_Dataset_:
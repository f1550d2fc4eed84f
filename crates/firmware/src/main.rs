//! Animatronic player firmware - main entry point
//!
//! Hardware-only entry point for STM32H743ZI.
//!
//! Thread mode runs the [`Player`] loop and owns the shared SPI bus. The mode
//! button is served by a task on a higher-priority interrupt executor, so a
//! press preempts transfer and playback; it only ever talks to the loop
//! through [`CONTROL`] and the shared actuator.

#![no_std]
#![no_main]

use cortex_m::Peripherals as CorePeripherals;
use embassy_executor::{InterruptExecutor, Spawner};
use embassy_stm32::dac::DacCh1;
use embassy_stm32::dma::NoDma;
use embassy_stm32::exti::ExtiInput;
use embassy_stm32::gpio::{AnyPin, Input, Level, Output, Pin, Pull, Speed};
use embassy_stm32::interrupt;
use embassy_stm32::interrupt::{InterruptExt, Priority};
use embassy_stm32::peripherals::PC13;
use embassy_stm32::spi::{Config as SpiConfig, Spi};
use embassy_stm32::time::Hertz;
use embassy_time::Delay;
use static_cell::StaticCell;

use firmware::fat::{FatStorage, NoClock};
use firmware::front_panel::FrontPanel;
use firmware::hardware::{BoardDac, BoardPower, BoardSpi, CycleTimer, CORE_CLOCK_HZ};
use firmware::player::{Outcome, Player};
use flash::NorFlash;
use platform::config::{APP_NAME, APP_VERSION, SPI_HZ};
use platform::{Actuator, ControlState, SharedActuator, SpiBus};
use sdcard::SdCard;

use {defmt_rtt as _, panic_probe as _};

type Line = Output<'static, AnyPin>;

/// Flags shared between the panel handler and the main loop.
static CONTROL: ControlState = ControlState::new();

static ACTUATOR: StaticCell<SharedActuator<Actuator<Line>>> = StaticCell::new();

static PANEL_EXECUTOR: InterruptExecutor = InterruptExecutor::new();

#[interrupt]
unsafe fn UART4() {
    // SAFETY: UART4 is otherwise unused; its vector only drives the panel executor.
    unsafe { PANEL_EXECUTOR.on_interrupt() }
}

#[embassy_executor::task]
async fn front_panel(
    mut button: ExtiInput<'static, PC13>,
    actuator: &'static SharedActuator<Actuator<Line>>,
    timer: CycleTimer,
) {
    let mut panel = FrontPanel::new(timer, actuator, &CONTROL, &CONTROL);
    loop {
        button.wait_for_falling_edge().await;
        match panel.on_falling_edge(&mut button) {
            Ok(action) => defmt::info!("panel: {}", action),
            Err(err) => defmt::warn!("panel: {}", err),
        }
    }
}

#[embassy_executor::main]
async fn main(_spawner: Spawner) {
    defmt::info!("{=str} v{=str}", APP_NAME, APP_VERSION);
    let p = embassy_stm32::init(embassy_stm32::Config::default());
    let mut core = defmt::unwrap!(CorePeripherals::take());
    let timer = CycleTimer::new(&mut core.DCB, &mut core.DWT, CORE_CLOCK_HZ);

    // Outputs first: the lines must be low before the button can fire.
    let lines = [
        Output::new(p.PE0.degrade(), Level::Low, Speed::Low),
        Output::new(p.PE1.degrade(), Level::Low, Speed::Low),
        Output::new(p.PE2.degrade(), Level::Low, Speed::Low),
        Output::new(p.PE3.degrade(), Level::Low, Speed::Low),
    ];
    let actuator: &'static SharedActuator<Actuator<Line>> =
        ACTUATOR.init(SharedActuator::new(defmt::unwrap!(Actuator::new(lines))));
    let dac = BoardDac::new(DacCh1::new(p.DAC1, NoDma, p.PA4));

    let mut spi_config = SpiConfig::default();
    spi_config.frequency = Hertz(SPI_HZ);
    let spi = BoardSpi::new(Spi::new_blocking(p.SPI1, p.PA5, p.PA7, p.PA6, spi_config));
    let card_cs = Output::new(p.PD14.degrade(), Level::High, Speed::VeryHigh);
    let flash_cs = Output::new(p.PD15.degrade(), Level::High, Speed::VeryHigh);
    let bus = defmt::unwrap!(SpiBus::new(spi, card_cs, flash_cs)).into_shared();

    let card = SdCard::new(&bus, Delay);
    let storage = FatStorage::new(&card, NoClock);
    let mut player = Player::new(
        NorFlash::new(&bus),
        &card,
        storage,
        dac,
        actuator,
        timer,
        BoardPower::new(core.SCB),
        &CONTROL,
    );
    if let Err(err) = player.boot() {
        defmt::warn!("{}", err);
    }

    let button = ExtiInput::new(Input::new(p.PC13, Pull::Up), p.EXTI13);
    interrupt::UART4.set_priority(Priority::P6);
    let panel = PANEL_EXECUTOR.start(interrupt::UART4);
    if panel.spawn(front_panel(button, actuator, timer)).is_err() {
        defmt::error!("front panel task could not start");
    }

    loop {
        match player.run_once() {
            Outcome::PoweredDown => break,
            outcome => defmt::debug!("loop: {}", outcome),
        }
    }
}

_What this task involves_:
For every line of the data above that contains "VeryHigh", copy that line.

_Result of this exercise_:
    let card_cs = Output::new(p.PD14.degrade(), Level::High, Speed::VeryHigh);
    let flash_cs = Output::new(p.PD15.degrade(), Level::High, Speed::VeryHigh);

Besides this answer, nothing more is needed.